Exercise goal:
Please repeat the records below exactly, from the first line through the line containing "#[derive(Parser)]", and nothing more.

Recorded information:

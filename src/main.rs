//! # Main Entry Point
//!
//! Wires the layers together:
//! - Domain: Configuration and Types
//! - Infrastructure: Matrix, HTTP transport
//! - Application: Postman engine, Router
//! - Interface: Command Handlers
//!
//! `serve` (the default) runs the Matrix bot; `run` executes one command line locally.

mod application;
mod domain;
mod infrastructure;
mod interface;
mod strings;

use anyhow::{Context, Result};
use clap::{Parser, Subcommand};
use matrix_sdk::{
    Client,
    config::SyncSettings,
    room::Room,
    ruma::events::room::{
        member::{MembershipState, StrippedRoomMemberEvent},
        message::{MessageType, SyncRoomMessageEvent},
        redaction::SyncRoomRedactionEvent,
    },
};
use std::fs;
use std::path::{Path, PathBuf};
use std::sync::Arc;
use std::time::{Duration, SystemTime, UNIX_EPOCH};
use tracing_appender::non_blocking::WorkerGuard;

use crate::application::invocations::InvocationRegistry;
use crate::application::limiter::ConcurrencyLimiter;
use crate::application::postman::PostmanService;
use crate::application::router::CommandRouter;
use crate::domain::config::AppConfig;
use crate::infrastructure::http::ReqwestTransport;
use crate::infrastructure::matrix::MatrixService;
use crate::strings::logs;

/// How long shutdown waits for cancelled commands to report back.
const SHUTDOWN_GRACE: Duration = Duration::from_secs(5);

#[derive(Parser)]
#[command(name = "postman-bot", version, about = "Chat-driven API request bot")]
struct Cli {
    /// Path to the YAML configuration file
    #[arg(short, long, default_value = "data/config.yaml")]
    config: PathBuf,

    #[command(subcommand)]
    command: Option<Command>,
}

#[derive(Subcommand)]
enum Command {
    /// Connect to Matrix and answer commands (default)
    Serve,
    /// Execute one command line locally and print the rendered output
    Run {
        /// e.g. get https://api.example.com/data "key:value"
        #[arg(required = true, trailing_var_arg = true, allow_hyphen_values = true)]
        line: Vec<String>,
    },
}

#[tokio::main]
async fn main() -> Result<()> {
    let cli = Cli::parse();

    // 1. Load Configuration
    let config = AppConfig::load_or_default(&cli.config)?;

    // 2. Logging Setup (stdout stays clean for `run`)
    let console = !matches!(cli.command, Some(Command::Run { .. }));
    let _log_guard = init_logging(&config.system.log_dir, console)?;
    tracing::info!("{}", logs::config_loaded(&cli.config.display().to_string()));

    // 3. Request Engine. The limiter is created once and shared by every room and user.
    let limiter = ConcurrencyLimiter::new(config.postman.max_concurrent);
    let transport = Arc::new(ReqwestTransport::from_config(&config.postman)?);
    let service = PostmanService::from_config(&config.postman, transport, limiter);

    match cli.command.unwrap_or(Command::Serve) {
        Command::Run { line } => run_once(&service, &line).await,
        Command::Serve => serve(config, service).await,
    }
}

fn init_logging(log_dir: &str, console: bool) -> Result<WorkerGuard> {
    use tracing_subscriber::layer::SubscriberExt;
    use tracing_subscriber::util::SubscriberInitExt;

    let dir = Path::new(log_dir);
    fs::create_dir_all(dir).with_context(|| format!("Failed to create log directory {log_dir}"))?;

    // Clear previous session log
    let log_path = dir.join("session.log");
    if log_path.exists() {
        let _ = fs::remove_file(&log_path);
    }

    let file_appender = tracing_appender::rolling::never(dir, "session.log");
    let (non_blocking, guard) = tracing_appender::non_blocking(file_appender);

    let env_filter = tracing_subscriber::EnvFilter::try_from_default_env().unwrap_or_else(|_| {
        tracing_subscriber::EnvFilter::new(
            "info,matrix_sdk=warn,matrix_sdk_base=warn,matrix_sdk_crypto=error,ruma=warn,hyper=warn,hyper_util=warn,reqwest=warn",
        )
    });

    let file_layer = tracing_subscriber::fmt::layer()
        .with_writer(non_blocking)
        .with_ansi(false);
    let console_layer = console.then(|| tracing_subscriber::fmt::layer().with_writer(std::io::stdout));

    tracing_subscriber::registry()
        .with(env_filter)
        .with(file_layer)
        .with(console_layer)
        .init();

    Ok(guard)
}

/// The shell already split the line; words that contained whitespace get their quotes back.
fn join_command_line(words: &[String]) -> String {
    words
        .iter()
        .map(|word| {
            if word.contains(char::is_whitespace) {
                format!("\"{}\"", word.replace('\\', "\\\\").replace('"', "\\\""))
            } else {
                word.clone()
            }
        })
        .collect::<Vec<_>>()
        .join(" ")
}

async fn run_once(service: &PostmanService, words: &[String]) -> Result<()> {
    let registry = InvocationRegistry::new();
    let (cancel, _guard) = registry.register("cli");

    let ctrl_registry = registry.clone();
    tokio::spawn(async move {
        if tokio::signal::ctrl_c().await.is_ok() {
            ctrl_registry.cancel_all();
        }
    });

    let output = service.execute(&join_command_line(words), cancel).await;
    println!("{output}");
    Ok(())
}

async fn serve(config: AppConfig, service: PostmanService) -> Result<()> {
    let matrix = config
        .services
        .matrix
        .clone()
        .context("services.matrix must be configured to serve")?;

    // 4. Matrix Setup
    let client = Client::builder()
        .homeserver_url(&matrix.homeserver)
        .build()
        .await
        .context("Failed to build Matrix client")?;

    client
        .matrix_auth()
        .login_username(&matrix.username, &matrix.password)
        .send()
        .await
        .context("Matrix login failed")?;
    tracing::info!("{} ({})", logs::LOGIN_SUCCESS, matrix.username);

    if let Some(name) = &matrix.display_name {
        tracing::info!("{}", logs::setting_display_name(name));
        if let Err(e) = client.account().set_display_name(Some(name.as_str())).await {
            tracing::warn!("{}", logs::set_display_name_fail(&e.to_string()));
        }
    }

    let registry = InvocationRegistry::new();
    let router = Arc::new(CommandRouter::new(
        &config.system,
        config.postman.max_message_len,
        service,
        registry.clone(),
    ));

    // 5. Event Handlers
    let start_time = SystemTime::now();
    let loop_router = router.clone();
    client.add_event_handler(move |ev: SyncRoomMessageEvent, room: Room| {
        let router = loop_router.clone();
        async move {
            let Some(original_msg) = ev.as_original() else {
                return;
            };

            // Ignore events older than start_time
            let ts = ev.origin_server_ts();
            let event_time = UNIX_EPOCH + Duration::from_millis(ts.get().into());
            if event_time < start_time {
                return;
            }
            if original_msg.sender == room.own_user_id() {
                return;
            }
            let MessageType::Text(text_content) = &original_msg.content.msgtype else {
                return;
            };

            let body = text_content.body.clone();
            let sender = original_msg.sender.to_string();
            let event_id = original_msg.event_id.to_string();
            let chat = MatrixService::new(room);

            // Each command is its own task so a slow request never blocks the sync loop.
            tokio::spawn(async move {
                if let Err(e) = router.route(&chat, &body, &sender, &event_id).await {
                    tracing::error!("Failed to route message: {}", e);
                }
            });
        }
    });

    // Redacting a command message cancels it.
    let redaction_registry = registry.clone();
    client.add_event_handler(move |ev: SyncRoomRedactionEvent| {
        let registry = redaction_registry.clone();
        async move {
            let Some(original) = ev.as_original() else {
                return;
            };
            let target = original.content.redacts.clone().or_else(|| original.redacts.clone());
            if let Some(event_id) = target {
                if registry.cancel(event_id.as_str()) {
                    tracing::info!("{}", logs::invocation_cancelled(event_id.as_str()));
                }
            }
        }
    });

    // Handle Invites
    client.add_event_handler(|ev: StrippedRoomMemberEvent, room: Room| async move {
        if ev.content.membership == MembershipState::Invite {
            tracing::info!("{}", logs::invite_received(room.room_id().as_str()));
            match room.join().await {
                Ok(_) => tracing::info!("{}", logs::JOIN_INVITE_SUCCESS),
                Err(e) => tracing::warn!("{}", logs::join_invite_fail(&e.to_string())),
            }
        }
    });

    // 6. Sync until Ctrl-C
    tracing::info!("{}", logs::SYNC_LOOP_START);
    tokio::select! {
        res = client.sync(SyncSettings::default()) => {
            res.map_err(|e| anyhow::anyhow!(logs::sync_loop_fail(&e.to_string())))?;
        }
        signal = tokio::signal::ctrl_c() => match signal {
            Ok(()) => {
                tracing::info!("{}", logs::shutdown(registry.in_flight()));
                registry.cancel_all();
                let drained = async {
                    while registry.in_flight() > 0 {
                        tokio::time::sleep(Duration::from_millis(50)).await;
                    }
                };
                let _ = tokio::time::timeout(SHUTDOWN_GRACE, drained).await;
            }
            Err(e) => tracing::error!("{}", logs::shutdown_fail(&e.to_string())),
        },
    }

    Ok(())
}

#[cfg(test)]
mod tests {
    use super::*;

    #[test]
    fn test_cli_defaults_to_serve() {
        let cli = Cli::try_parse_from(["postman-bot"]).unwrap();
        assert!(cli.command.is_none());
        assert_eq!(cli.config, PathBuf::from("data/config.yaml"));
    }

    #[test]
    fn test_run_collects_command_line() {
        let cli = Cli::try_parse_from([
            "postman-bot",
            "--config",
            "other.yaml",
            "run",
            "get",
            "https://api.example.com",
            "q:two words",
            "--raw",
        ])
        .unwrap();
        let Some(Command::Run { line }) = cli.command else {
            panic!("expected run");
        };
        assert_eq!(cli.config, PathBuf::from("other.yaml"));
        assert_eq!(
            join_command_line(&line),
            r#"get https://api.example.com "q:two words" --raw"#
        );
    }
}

Finished task:
filename src/main.rs
//! # Main Entry Point
//!
//! Wires the layers together:
//! - Domain: Configuration and Types
//! - Infrastructure: Matrix, HTTP transport
//! - Application: Postman engine, Router
//! - Interface: Command Handlers
//!
//! `serve` (the default) runs the Matrix bot; `run` executes one command line locally.

mod application;
mod domain;
mod infrastructure;
mod interface;
mod strings;

use anyhow::{Context, Result};
use clap::{Parser, Subcommand};
use matrix_sdk::{
    Client,
    config::SyncSettings,
    room::Room,
    ruma::events::room::{
        member::{MembershipState, StrippedRoomMemberEvent},
        message::{MessageType, SyncRoomMessageEvent},
        redaction::SyncRoomRedactionEvent,
    },
};
use std::fs;
use std::path::{Path, PathBuf};
use std::sync::Arc;
use std::time::{Duration, SystemTime, UNIX_EPOCH};
use tracing_appender::non_blocking::WorkerGuard;

use crate::application::invocations::InvocationRegistry;
use crate::application::limiter::ConcurrencyLimiter;
use crate::application::postman::PostmanService;
use crate::application::router::CommandRouter;
use crate::domain::config::AppConfig;
use crate::infrastructure::http::ReqwestTransport;
use crate::infrastructure::matrix::MatrixService;
use crate::strings::logs;

/// How long shutdown waits for cancelled commands to report back.
const SHUTDOWN_GRACE: Duration = Duration::from_secs(5);

#[derive(Parser)]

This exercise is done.